[Start of section]

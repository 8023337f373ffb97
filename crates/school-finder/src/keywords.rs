//! Static keyword tables driving school detection, classification and contact extraction.
//!
//! All entries are lower-case. Matching is done against lower-cased tag values, so the
//! tables double as case-insensitive substring patterns. The primary-school table is also
//! compiled into the Overpass name regex, which is why no entry may contain `"`, `\` or
//! regex metacharacters.

/// Terms for "primary/elementary school" in one language.
pub struct LanguageKeywords {
    pub language: &'static str,
    pub keywords: &'static [&'static str],
}

pub static PRIMARY_SCHOOL_KEYWORDS: &[LanguageKeywords] = &[
    LanguageKeywords {
        language: "English",
        keywords: &[
            "primary school",
            "elementary school",
            "junior school",
            "infant school",
            "grade school",
            "primary",
            "elementary",
            "international school",
            "bilingual school",
            "school",
        ],
    },
    LanguageKeywords {
        language: "Norwegian",
        keywords: &[
            "grunn",
            "grunnskole",
            "barneskole",
            "folkeskole",
            "barneskule",
            "grunnskule",
        ],
    },
    LanguageKeywords {
        language: "Swedish",
        keywords: &["grundskola", "lågstadieskola", "lågstadium"],
    },
    LanguageKeywords {
        language: "Danish",
        keywords: &["folkeskole", "grundskole"],
    },
    LanguageKeywords {
        language: "Finnish",
        keywords: &["peruskoulu", "alakoulu", "ala-aste"],
    },
    LanguageKeywords {
        language: "Icelandic",
        keywords: &["grunnskóli"],
    },
    LanguageKeywords {
        language: "German",
        keywords: &["grundschule", "volksschule", "primarschule"],
    },
    LanguageKeywords {
        language: "Dutch",
        keywords: &["basisschool", "lagere school"],
    },
    LanguageKeywords {
        language: "French",
        keywords: &[
            "école primaire",
            "école élémentaire",
            "ecole primaire",
            "ecole elementaire",
        ],
    },
    LanguageKeywords {
        language: "Spanish",
        keywords: &["escuela primaria", "colegio de primaria", "escuela básica"],
    },
    LanguageKeywords {
        language: "Portuguese",
        keywords: &["escola primária", "escola básica", "ensino fundamental"],
    },
    LanguageKeywords {
        language: "Italian",
        keywords: &["scuola primaria", "scuola elementare"],
    },
    LanguageKeywords {
        language: "Polish",
        keywords: &["szkoła podstawowa"],
    },
    LanguageKeywords {
        language: "Czech",
        keywords: &["základní škola"],
    },
    LanguageKeywords {
        language: "Slovak",
        keywords: &["základná škola"],
    },
    LanguageKeywords {
        language: "Hungarian",
        keywords: &["általános iskola"],
    },
    LanguageKeywords {
        language: "Romanian",
        keywords: &["școala primară", "scoala primara"],
    },
    LanguageKeywords {
        language: "Serbo-Croatian",
        keywords: &["osnovna škola", "osnovna skola", "основна школа"],
    },
    LanguageKeywords {
        language: "Slovenian",
        keywords: &["osnovna šola"],
    },
    LanguageKeywords {
        language: "Bulgarian",
        keywords: &["основно училище", "начално училище"],
    },
    LanguageKeywords {
        language: "Russian",
        keywords: &["начальная школа"],
    },
    LanguageKeywords {
        language: "Ukrainian",
        keywords: &["початкова школа"],
    },
    LanguageKeywords {
        language: "Greek",
        keywords: &["δημοτικό σχολείο"],
    },
    LanguageKeywords {
        language: "Turkish",
        keywords: &["ilkokul", "ilköğretim"],
    },
    LanguageKeywords {
        language: "Estonian",
        keywords: &["põhikool", "algkool"],
    },
    LanguageKeywords {
        language: "Latvian",
        keywords: &["pamatskola", "sākumskola"],
    },
    LanguageKeywords {
        language: "Lithuanian",
        keywords: &["pradinė mokykla", "pagrindinė mokykla"],
    },
    LanguageKeywords {
        language: "Japanese",
        keywords: &["小学校"],
    },
    LanguageKeywords {
        language: "Chinese",
        keywords: &["小学", "小學"],
    },
    LanguageKeywords {
        language: "Korean",
        keywords: &["초등학교"],
    },
    LanguageKeywords {
        language: "Arabic",
        keywords: &["مدرسة ابتدائية"],
    },
    LanguageKeywords {
        language: "Persian",
        keywords: &["دبستان"],
    },
    LanguageKeywords {
        language: "Hebrew",
        keywords: &["בית ספר יסודי"],
    },
    LanguageKeywords {
        language: "Hindi",
        keywords: &["प्राथमिक विद्यालय"],
    },
    LanguageKeywords {
        language: "Indonesian",
        keywords: &["sekolah dasar"],
    },
    LanguageKeywords {
        language: "Malay",
        keywords: &["sekolah rendah", "sekolah kebangsaan"],
    },
    LanguageKeywords {
        language: "Vietnamese",
        keywords: &["trường tiểu học"],
    },
    LanguageKeywords {
        language: "Thai",
        keywords: &["โรงเรียนประถม"],
    },
    LanguageKeywords {
        language: "Filipino",
        keywords: &["paaralang elementarya"],
    },
    LanguageKeywords {
        language: "Swahili",
        keywords: &["shule ya msingi"],
    },
];

/// Names containing any of these denote secondary or higher education and are excluded,
/// even when they also contain a primary-school term.
pub static HIGHER_EDUCATION_KEYWORDS: &[&str] = &[
    // English
    "high school",
    "secondary",
    "middle school",
    "junior high",
    "sixth form",
    "college",
    "university",
    "polytechnic",
    "vocational",
    // Scandinavian
    "videregående",
    "vidaregåande",
    "ungdomsskole",
    "ungdomsskule",
    "gymnas",
    "högskola",
    "høgskole",
    "høyskole",
    "universitet",
    "yrkesskole",
    "lukio",
    "yläkoulu",
    "yliopisto",
    // German / Dutch
    "realschule",
    "hauptschule",
    "gesamtschule",
    "oberschule",
    "berufsschule",
    "hochschule",
    "universität",
    "middelbare school",
    "hogeschool",
    // Romance
    "collège",
    "lycée",
    "lycee",
    "université",
    "liceo",
    "secundaria",
    "universidad",
    "università",
    "escola secundária",
    "universidade",
    // Central / Eastern Europe
    "liceum",
    "lyceum",
    "gimnazjum",
    "gimnazija",
    "gymnázium",
    "gimnázium",
    "uniwersytet",
    "univerzita",
    "гимназия",
    "лицей",
    "колледж",
    "университет",
    "средняя школа",
    "гімназія",
    "ліцей",
    "γυμνάσιο",
    "λύκειο",
    // Turkish
    "lisesi",
    "ortaokul",
    "üniversite",
    // East Asia
    "中学",
    "中學",
    "高等学校",
    "高中",
    "大学",
    "大學",
    "중학교",
    "고등학교",
    "대학교",
];

/// `school=*` / `education=*` values that rule out a primary school.
pub static NON_PRIMARY_LEVEL_VALUES: &[&str] = &[
    "secondary",
    "lower_secondary",
    "upper_secondary",
    "high",
    "high_school",
    "middle",
    "middle_school",
    "college",
    "university",
    "tertiary",
    "higher_education",
    "vocational",
    "kindergarten",
    "preschool",
    "pre_school",
    "nursery",
    "adult",
];

/// `school=*` values naming the lowest education tier.
pub static LOWEST_TIER_VALUES: &[&str] = &["primary", "elementary"];

/// Exact tag values meaning a public operator.
pub static PUBLIC_TAG_VALUES: &[&str] = &[
    "public",
    "government",
    "governmental",
    "municipal",
    "municipality",
    "state",
    "national",
    "federal",
    "county",
    "regional",
    "local_authority",
    "public_school",
    "state_school",
    "kommune",
    "kommunal",
    "offentlig",
    "öffentlich",
    "staatlich",
    "publique",
    "público",
    "pública",
    "pubblica",
    "publiczna",
];

/// Exact tag values meaning a private operator.
pub static PRIVATE_TAG_VALUES: &[&str] = &[
    "private",
    "private_non_profit",
    "private_for_profit",
    "independent",
    "charter",
    "religious",
    "church",
    "catholic",
    "protestant",
    "islamic",
    "jewish",
    "ngo",
    "non_profit",
    "privat",
    "privée",
    "privado",
    "privada",
    "privata",
    "prywatna",
    "friskole",
];

/// Substrings in name/operator/ownership that suggest a private school.
pub static PRIVATE_HINTS: &[&str] = &[
    "private",
    "privat",
    "privad",
    "privé",
    "prywatn",
    "independent",
    "montessori",
    "waldorf",
    "steiner",
    "friskole",
    "friskola",
    "international",
    "internasjonal",
    "internationale",
    "bilingual",
    "boarding",
    "preparatory",
    "prep school",
    "catholic",
    "katolsk",
    "katholisch",
    "catholique",
    "católic",
    "cattolic",
    "christian",
    "kristen",
    "christlich",
    "chrétien",
    "evangel",
    "lutheran",
    "adventist",
    "islamic",
    "madrasa",
    "jewish",
    "yeshiva",
    "частн",
    "私立",
    "사립",
    "özel",
];

/// Substrings in name/operator/ownership that suggest a public school.
pub static PUBLIC_HINTS: &[&str] = &[
    "public",
    "government",
    "govt",
    "state school",
    "municipal",
    "kommune",
    "kommunal",
    "community",
    "county",
    "city of",
    "district",
    "gemeinde",
    "städtisch",
    "staatlich",
    "communale",
    "publique",
    "pública",
    "público",
    "pubblica",
    "statale",
    "comunale",
    "publiczna",
    "государствен",
    "муниципальн",
    "公立",
    "市立",
    "区立",
    "공립",
    "국립",
    "devlet",
    "negeri",
    "kebangsaan",
    "national school",
    // level-1 terms
    "primary",
    "elementary",
    "barneskole",
    "grunnskole",
    "folkeskole",
    "grundskola",
    "grundschule",
    "peruskoulu",
    "basisschool",
];

/// Tag keys naming the head of the school.
pub static CONTACT_PERSON_KEYS: &[&str] = &[
    "headteacher",
    "head_teacher",
    "contact:headteacher",
    "principal",
    "school:principal",
    "contact:principal",
    "headmaster",
    "rektor",
    "contact:rektor",
    "school:rektor",
    "rector",
    "director",
    "school:director",
    "directeur",
    "directrice",
    "direktor",
    "schulleiter",
    "schulleitung",
    "preside",
    "dirigente",
    "contact:person",
    "contact:name",
];

/// Structured e-mail tag keys.
pub static EMAIL_KEYS: &[&str] = &[
    "email",
    "contact:email",
    "operator:email",
    "school:email",
    "contact:e-mail",
    "e-mail",
];

/// Free-text tags that may mention an e-mail address or the principal.
pub static DESCRIPTION_KEYS: &[&str] = &[
    "description",
    "description:en",
    "note",
    "note:en",
    "comment",
];

/// Words that mark a clause as naming the head of the school.
pub static PRINCIPAL_KEYWORDS: &[&str] = &[
    "principal",
    "headteacher",
    "head teacher",
    "headmaster",
    "headmistress",
    "rektor",
    "rector",
    "director",
    "schulleiter",
    "directeur",
    "directrice",
    "preside",
    "dirigente",
    "rehtori",
    "igazgató",
    "ravnatelj",
    "dyrektor",
    "ředitel",
    "директор",
    "校長",
    "校长",
    "교장",
];

/// All primary-school keywords in table order, without duplicates.
pub fn primary_school_keywords() -> impl Iterator<Item = &'static str> {
    use itertools::Itertools;

    PRIMARY_SCHOOL_KEYWORDS
        .iter()
        .flat_map(|set| set.keywords.iter().copied())
        .unique()
}

/// First entry of `table` contained in `haystack`. `haystack` must already be lower-case.
pub fn find_in(haystack: &str, table: &[&'static str]) -> Option<&'static str> {
    table.iter().copied().find(|k| haystack.contains(k))
}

[End of section]

• **DESCRIPTION OF THE TASK**
Look through the entries and return every line where "haystack" appears.

• **RESULT BELOW**
/// First entry of `table` contained in `haystack`. `haystack` must already be lower-case.
pub fn find_in(haystack: &str, table: &[&'static str]) -> Option<&'static str> {
    table.iter().copied().find(|k| haystack.contains(k))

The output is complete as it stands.